The killing of 46-year-old Floyd has not only irked the common people but also tech CEOs and Silicon Valley Bigwigs. Tim Cook, Sundar Pichai, Mark Zuckerberg, Satya Nadella, among others, have spoken against racial abuse and condemn police brutality on social media and in internal memos.
Here’s what some of the tech CEOs had to say on the nationwide civil unrest over the death of George Floyd.
Tim Cook, CEO of Apple
Apple CEO Tim Cook sent a memo to employees on Sunday addressing the larger issue of racism in modern American society, according to Bloomberg.
“We can have no society worth celebrating unless we can guarantee freedom from fear for every person who gives this country their love, labor and life,” Cook said.

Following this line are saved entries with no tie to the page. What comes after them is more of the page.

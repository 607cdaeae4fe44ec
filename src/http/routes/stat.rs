//! 推送统计接口

use axum::{extract::State, response::Json, routing::get, Router};
use serde::Serialize;
use serde_json::{json, Value};

use crate::http::HttpServerState;
use crate::push::StatsSnapshot;

pub fn create_route() -> Router<HttpServerState> {
    Router::new().route("/api/stat/app", get(get_app_stats).delete(reset_app_stats))
}

/// 统计快照 + 队列使用情况
#[derive(Debug, Serialize)]
pub struct AppStats {
    #[serde(flatten)]
    pub snapshot: StatsSnapshot,
    pub queue_max: usize,
    /// 含退避中重试预留的空位
    pub queue_usage: usize,
    pub pending_retries: usize,
}

async fn get_app_stats(State(state): State<HttpServerState>) -> Json<AppStats> {
    let dispatcher = &state.dispatcher;
    Json(AppStats {
        snapshot: dispatcher.read_snapshot(),
        queue_max: dispatcher.queue_capacity(),
        queue_usage: dispatcher.queue_usage(),
        pending_retries: dispatcher.pending_retries(),
    })
}

async fn reset_app_stats(State(state): State<HttpServerState>) -> Json<Value> {
    state.dispatcher.reset_snapshot();
    Json(json!({ "success": true }))
}
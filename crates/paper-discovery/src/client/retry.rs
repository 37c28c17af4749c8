//! Retry policy with exponential backoff and jitter.
//!
//! The policy is independent of any provider: [`send_with_retry`] drives any
//! operation that yields a response with a status code.

use std::future::Future;
use std::time::Duration;

use rand::Rng;

/// When and how long to back off.
#[derive(Debug, Clone, PartialEq, Eq)]
pub struct RetryPolicy {
    /// Retries after the first attempt (total attempts = `max_retries + 1`).
    pub max_retries: u32,

    /// Delay before the first retry; doubles on each subsequent retry.
    pub base_delay: Duration,

    /// Upper bound of the uniform random jitter added to every delay.
    pub max_jitter: Duration,
}

impl Default for RetryPolicy {
    fn default() -> Self {
        Self {
            max_retries: 3,
            base_delay: Duration::from_millis(500),
            max_jitter: Duration::from_millis(300),
        }
    }
}

impl RetryPolicy {
    /// A policy with no waiting between attempts.
    #[must_use]
    pub const fn immediate(max_retries: u32) -> Self {
        Self { max_retries, base_delay: Duration::ZERO, max_jitter: Duration::ZERO }
    }

    /// A policy that never retries.
    #[must_use]
    pub const fn none() -> Self {
        Self::immediate(0)
    }

    /// Total attempts including the first.
    #[must_use]
    pub const fn max_attempts(&self) -> u32 {
        self.max_retries + 1
    }

    /// Whether a response with this status should be retried.
    #[must_use]
    pub const fn is_retryable_status(status: u16) -> bool {
        status == 429 || status >= 500
    }

    /// Deterministic part of the delay before retry number `retry` (0-based).
    #[must_use]
    pub fn base_delay_for(&self, retry: u32) -> Duration {
        self.base_delay.saturating_mul(2u32.saturating_pow(retry))
    }

    /// Full delay before retry number `retry`, including random jitter.
    #[must_use]
    pub fn delay_for(&self, retry: u32) -> Duration {
        let jitter = if self.max_jitter.is_zero() {
            Duration::ZERO
        } else {
            rand::thread_rng().gen_range(Duration::ZERO..self.max_jitter)
        };
        self.base_delay_for(retry) + jitter
    }
}

/// A response the retry loop can inspect and discard.
#[async_trait::async_trait]
pub trait RetryableResponse: Send + Sized {
    /// HTTP status code.
    fn status_code(&self) -> u16;

    /// Consume the body so the underlying connection can be reused.
    async fn drain(self);
}

#[async_trait::async_trait]
impl RetryableResponse for reqwest::Response {
    fn status_code(&self) -> u16 {
        self.status().as_u16()
    }

    async fn drain(self) {
        if let Err(e) = self.bytes().await {
            tracing::debug!(error = %e, "Failed to drain retried response body");
        }
    }
}

/// Run `send` until it yields a non-retryable response or the policy is exhausted.
///
/// Errors from `send` are returned immediately. After the last attempt the
/// final response is returned as-is, even if it is a failure status.
pub async fn send_with_retry<R, E, F, Fut>(policy: &RetryPolicy, mut send: F) -> Result<R, E>
where
    R: RetryableResponse,
    F: FnMut() -> Fut,
    Fut: Future<Output = Result<R, E>>,
{
    let mut retry = 0;
    loop {
        let response = send().await?;
        let status = response.status_code();

        if !RetryPolicy::is_retryable_status(status) || retry >= policy.max_retries {
            return Ok(response);
        }

        let delay = policy.delay_for(retry);
        tracing::warn!(
            status,
            attempt = retry + 1,
            max_retries = policy.max_retries,
            delay_ms = delay.as_millis() as u64,
            "Retryable status, backing off"
        );

        response.drain().await;
        tokio::time::sleep(delay).await;
        retry += 1;
    }
}
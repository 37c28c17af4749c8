//! Paper Discovery - Entry Point
//!
//! Serves the HTTP API, or runs a single search with `--topic`.

use std::time::Duration;

use clap::Parser;
use tracing_subscriber::{EnvFilter, layer::SubscriberExt, util::SubscriberInitExt};

use paper_discovery::{Config, PaperDiscovery, server::DiscoveryServer};

#[derive(Parser, Debug)]
#[command(name = "paper-discovery")]
#[command(about = "Ranked paper search over Semantic Scholar and OpenAlex")]
#[command(version)]
struct Cli {
    /// Semantic Scholar API key (optional, enables higher rate limits)
    #[arg(long, env = "SEMANTIC_SCHOLAR_API_KEY")]
    api_key: Option<String>,

    /// Contact email for the OpenAlex polite pool
    #[arg(long, env = "OPENALEX_MAILTO")]
    openalex_mailto: Option<String>,

    /// HTTP server port
    #[arg(long, default_value = "8000", env = "PORT")]
    port: u16,

    /// Topic cache TTL in seconds (0 disables caching)
    #[arg(long, env = "PAPER_CACHE_TTL_SECS")]
    cache_ttl_secs: Option<u64>,

    /// Run one search, print the papers as JSON and exit
    #[arg(long)]
    topic: Option<String>,

    /// Log level (trace, debug, info, warn, error)
    #[arg(long, default_value = "info", env = "RUST_LOG")]
    log_level: String,

    /// Output logs as JSON
    #[arg(long)]
    json_logs: bool,
}

fn init_tracing(log_level: &str, json: bool) {
    let filter = EnvFilter::try_from_default_env().unwrap_or_else(|_| EnvFilter::new(log_level));

    let subscriber = tracing_subscriber::registry().with(filter);

    // Logs go to stderr so `--topic` output stays clean on stdout.
    if json {
        subscriber.with(tracing_subscriber::fmt::layer().json().with_writer(std::io::stderr)).init();
    } else {
        subscriber
            .with(tracing_subscriber::fmt::layer().compact().with_writer(std::io::stderr))
            .init();
    }
}

#[tokio::main]
async fn main() -> anyhow::Result<()> {
    dotenv::dotenv().ok();
    let cli = Cli::parse();

    init_tracing(&cli.log_level, cli.json_logs);

    tracing::info!(version = env!("CARGO_PKG_VERSION"), "Starting paper discovery service");

    let mut config = Config::new(cli.api_key, cli.openalex_mailto).with_env_overrides()?;
    if let Some(secs) = cli.cache_ttl_secs {
        config.cache_ttl = Duration::from_secs(secs);
    }

    tracing::info!(
        has_api_key = config.has_api_key(),
        cache = config.cache_enabled(),
        "Configuration loaded"
    );

    let discovery = PaperDiscovery::new(&config)?;

    if let Some(topic) = cli.topic {
        let papers = discovery.discover(&topic).await?;
        println!("{}", serde_json::to_string_pretty(&papers)?);
        return Ok(());
    }

    DiscoveryServer::new(discovery).run_http(cli.port).await
}
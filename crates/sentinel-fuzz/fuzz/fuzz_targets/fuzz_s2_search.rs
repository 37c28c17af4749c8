#![no_main]

use libfuzzer_sys::fuzz_target;
use paper_discovery::models::S2SearchResponse;

fuzz_target!(|data: &[u8]| {
    // Parsing and normalization must never panic
    if let Ok(response) = serde_json::from_slice::<S2SearchResponse>(data) {
        for paper in response.data {
            let candidate = paper.into_candidate(2025);
            let _ = candidate.record.is_citable();
            let _ = candidate.record.title_key();
        }
    }
});
#![no_main]

use libfuzzer_sys::fuzz_target;
use paper_discovery::models::{OaWorksResponse, reconstruct_abstract};

fuzz_target!(|data: &[u8]| {
    if let Ok(response) = serde_json::from_slice::<OaWorksResponse>(data) {
        for work in response.results {
            if let Some(index) = &work.abstract_inverted_index {
                let _ = reconstruct_abstract(index);
            }
            let _ = work.into_candidate(2025);
        }
    }
});
//! Paper Discovery
//!
//! Finds up to five relevant, citable academic papers for a research topic.
//! Semantic Scholar is the primary source; OpenAlex tops up short result sets.
//! Candidates are filtered, scored, deduplicated by normalized title and
//! returned best first.
//!
//! # Features
//!
//! - **Fallback search**: the secondary source is only queried when the primary
//!   yields fewer than five usable papers
//! - **Resilient**: 429/5xx responses from the primary are retried with
//!   exponential backoff and jitter
//! - **Cached**: per-topic results are memoized with single-flight loading
//! - **Export**: RIS and BibTeX citation files
//!
//! # Example
//!
//! ```no_run
//! use paper_discovery::{Config, PaperDiscovery};
//!
//! #[tokio::main]
//! async fn main() -> anyhow::Result<()> {
//!     let config = Config::from_env()?;
//!     let discovery = PaperDiscovery::new(&config)?;
//!
//!     let papers = discovery.discover("quantum error correction").await?;
//!     for paper in &papers {
//!         println!("{} ({})", paper.title, paper.year);
//!     }
//!     Ok(())
//! }
//! ```

pub mod client;
pub mod config;
pub mod discovery;
pub mod error;
pub mod formatters;
pub mod models;
pub mod ranking;
pub mod server;

pub use client::PaperSource;
pub use config::Config;
pub use discovery::PaperDiscovery;
pub use error::{ClientError, DiscoveryError};
pub use models::PaperRecord;
//! Route handlers.

use axum::{
    Json, Router,
    extract::{State, rejection::JsonRejection},
    http::{StatusCode, header},
    response::{IntoResponse, Response},
    routing::{get, post},
};
use serde::{Deserialize, Serialize};
use tower_http::cors::CorsLayer;
use tower_http::trace::TraceLayer;

use crate::discovery::PaperDiscovery;
use crate::error::DiscoveryError;
use crate::formatters::ExportFormat;
use crate::models::PaperRecord;

/// Search request body.
#[derive(Debug, Clone, Default, Deserialize)]
pub struct SearchRequest {
    /// Research topic; blank or missing is rejected.
    #[serde(default)]
    pub topic: Option<String>,
}

/// Search response body.
#[derive(Debug, Clone, Serialize, Deserialize)]
pub struct SearchResponse {
    /// Ranked papers, best first.
    pub papers: Vec<PaperRecord>,
}

/// Export request body.
#[derive(Debug, Clone, Deserialize)]
pub struct ExportRequest {
    /// Papers in citation order.
    pub papers: Vec<PaperRecord>,
}

/// JSON error payload: `{ "error": "..." }`.
#[derive(Debug)]
pub struct ApiError {
    status: StatusCode,
    message: String,
}

impl ApiError {
    fn bad_request(message: impl Into<String>) -> Self {
        Self { status: StatusCode::BAD_REQUEST, message: message.into() }
    }
}

impl From<DiscoveryError> for ApiError {
    fn from(err: DiscoveryError) -> Self {
        let status =
            if err.is_client_error() { StatusCode::BAD_REQUEST } else { StatusCode::BAD_GATEWAY };
        Self { status, message: err.to_user_message() }
    }
}

impl From<JsonRejection> for ApiError {
    fn from(rejection: JsonRejection) -> Self {
        Self::bad_request(format!("Invalid request body: {}", rejection.body_text()))
    }
}

impl IntoResponse for ApiError {
    fn into_response(self) -> Response {
        (self.status, Json(serde_json::json!({ "error": self.message }))).into_response()
    }
}

/// Create the application router.
pub fn create_router(discovery: PaperDiscovery) -> Router {
    Router::new()
        .route("/health", get(health_check))
        .route("/search-papers", post(search_papers))
        .route("/export/ris", post(export_ris))
        .route("/export/bibtex", post(export_bibtex))
        .layer(CorsLayer::permissive())
        .layer(TraceLayer::new_for_http())
        .with_state(discovery)
}

async fn health_check() -> impl IntoResponse {
    Json(serde_json::json!({
        "status": "ok",
        "service": "paper-discovery",
        "version": env!("CARGO_PKG_VERSION")
    }))
}

async fn search_papers(
    State(discovery): State<PaperDiscovery>,
    body: Result<Json<SearchRequest>, JsonRejection>,
) -> Result<Json<SearchResponse>, ApiError> {
    let Json(request) = body?;
    let topic = request.topic.unwrap_or_default();

    let papers = discovery.discover(&topic).await.map_err(|e| {
        if !e.is_client_error() {
            tracing::error!(error = %e, "Paper search failed");
        }
        ApiError::from(e)
    })?;

    Ok(Json(SearchResponse { papers }))
}

async fn export_ris(body: Result<Json<ExportRequest>, JsonRejection>) -> Result<Response, ApiError> {
    export(ExportFormat::Ris, body)
}

async fn export_bibtex(
    body: Result<Json<ExportRequest>, JsonRejection>,
) -> Result<Response, ApiError> {
    export(ExportFormat::Bibtex, body)
}

fn export(
    format: ExportFormat,
    body: Result<Json<ExportRequest>, JsonRejection>,
) -> Result<Response, ApiError> {
    let Json(request) = body?;
    let rendered = format.render(&request.papers);

    Ok((
        [
            (header::CONTENT_TYPE, format.content_type().to_string()),
            (
                header::CONTENT_DISPOSITION,
                format!("attachment; filename=\"{}\"", format.file_name()),
            ),
        ],
        rendered,
    )
        .into_response())
}
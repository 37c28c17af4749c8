//! Relevance scoring and ranking of candidates.
//!
//! Scores are only meaningful relative to each other within one request, so
//! there is no normalization.

use std::collections::HashSet;
use std::ops::RangeInclusive;

use crate::models::Candidate;

/// Venues and publishers that earn the venue bonus.
pub const PREFERRED_VENUES: &[&str] =
    &["IEEE", "ACM", "Springer", "Elsevier", "USENIX", "NDSS", "CCS", "WWW", "ICSE", "SOSP"];

/// Scoring weights and thresholds.
#[derive(Debug, Clone, PartialEq, Eq)]
pub struct ScoringConfig {
    /// Bonus for a preferred venue.
    pub venue_bonus: i32,

    /// Papers from this year on earn the recency bonus.
    pub recent_year: i32,

    /// Bonus for recent papers.
    pub recency_bonus: i32,

    /// Bonus for a direct link.
    pub direct_link_bonus: i32,

    /// Abstracts longer than this earn the abstract bonus.
    pub long_abstract_chars: usize,

    /// Bonus for a long abstract.
    pub long_abstract_bonus: i32,

    /// Reference counts in this range suggest a paper of moderate length.
    pub reference_range: RangeInclusive<i32>,

    /// Bonus for a reference count inside `reference_range`.
    pub reference_bonus: i32,
}

impl Default for ScoringConfig {
    fn default() -> Self {
        Self {
            venue_bonus: 10,
            recent_year: 2019,
            recency_bonus: 5,
            direct_link_bonus: 3,
            long_abstract_chars: 300,
            long_abstract_bonus: 2,
            reference_range: 10..=60,
            reference_bonus: 2,
        }
    }
}

impl ScoringConfig {
    /// Score a single candidate. Pure: same input, same score.
    #[must_use]
    pub fn score(&self, candidate: &Candidate) -> i32 {
        let record = &candidate.record;
        let mut score = 0;

        if is_preferred_venue(&record.venue) {
            score += self.venue_bonus;
        }
        if record.year >= self.recent_year {
            score += self.recency_bonus;
        }
        if candidate.direct_link && record.url.starts_with("http") {
            score += self.direct_link_bonus;
        }
        if record.r#abstract.chars().count() > self.long_abstract_chars {
            score += self.long_abstract_bonus;
        }
        // Only the primary provider reports reference counts.
        if candidate.reference_count.is_some_and(|n| self.reference_range.contains(&n)) {
            score += self.reference_bonus;
        }

        score
    }

    /// Score every candidate and stable-sort by descending score.
    ///
    /// Equal scores keep provider order.
    #[must_use]
    pub fn rank(&self, mut candidates: Vec<Candidate>) -> Vec<Candidate> {
        for candidate in &mut candidates {
            candidate.score = self.score(candidate);
        }
        candidates.sort_by(|a, b| b.score.cmp(&a.score));
        candidates
    }
}

/// Case-insensitive substring match against [`PREFERRED_VENUES`].
#[must_use]
pub fn is_preferred_venue(venue: &str) -> bool {
    let venue = venue.to_uppercase();
    PREFERRED_VENUES.iter().any(|v| venue.contains(&v.to_uppercase()))
}

/// Take up to `limit` candidates in order, skipping titles already in `seen`.
///
/// Selected titles are added to `seen`, so repeated calls share one dedup set.
#[must_use]
pub fn take_unique(
    ranked: Vec<Candidate>,
    seen: &mut HashSet<String>,
    limit: usize,
) -> Vec<Candidate> {
    let mut selected = Vec::with_capacity(limit.min(ranked.len()));
    for candidate in ranked {
        if selected.len() >= limit {
            break;
        }
        if seen.insert(candidate.record.title_key()) {
            selected.push(candidate);
        }
    }
    selected
}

Cook not only condemned the killing of George Floyd but also acknowledged that racial injustice exists in the country including in “our criminal justice system” and “in the disproportionate toll of disease on Black and Brown communities,” as well as from economic inequality and disparities in educational opportunities.
Sundar Pichai, CEO of Google
Pichai took to Twitter to show his anger against the killing of George Floyd, whose death sparked mass protests in the US. “For those feeling grief, anger, sadness & fear, you are not alone,” Pichai wrote on Twitter. Google and YouTube on Sunday put a black ribbon on its home page in the US was a way to extend support for racial inequality.
Mark Zuckerberg, CEO of Facebook
In a post on Sunday, Zuckerberg committed $10 million to groups fighting racial inequality. The billionaire CEO wrote: “The pain of the last week reminds us how far our country has to go to give every person the freedom to live with dignity and peace.
“It reminds us yet again that the violence Black people in America live with today is part of a long history of racism and injustice. We all have the responsibility to create change.”
Satya Nadella, CEO of Microsoft
“There is no place for hate and racism in our society,” Nadella said in a post published on Twitter and LinkedIn. “Empathy and shared understanding are a start, but we must do more. I stand with the Black and African American community and we are committed to building on this work in our company and in our communities,” he said. Nadella, who was born in India, said “we must do more” to tackle the issue of racism within our company and in our communities.
Evan Spiegel, CEO of Snapchat
Snap CEO Evan Spiegel wrote a lengthy memo to employees on Sunday where he calls for a “diverse, non-partisan Commission on Truth, Reconciliation, and Reparations” to address racial abuse and tax reform in the US. “As for Snapchat, we simply cannot promote accounts in America that are linked to people who incite racial violence, whether they do so on or off our platform,” he wrote in a memo, as obtained by The Information.
Dara Khosrowshahi, CEO of Uber
Khosrowshahi tweeted Sunday that his company would donate $1 million to the groups Policing Equity and the Equal Justice in “making criminal justice in America more just for all.”
“@Uber stands in solidarity with the Black community and with peaceful protests against the injustice and racism that have plagued our nation for too long,” Khosrowshahi wrote.
Jeff Bezos, CEO of Amazon
Bezos, although yet to make an official statement over the death of George Floyd, shared an essay by the writer Shenequa Golding about the difficulty of maintaining professionalism while witnessing the death of black men and women. “The pain and emotional trauma caused by the racism and violence we are witnessing toward the Black community has a long reach,” Bezos wrote. “I recommend you take a moment to read this powerful essay, especially if you are a manager or leader.”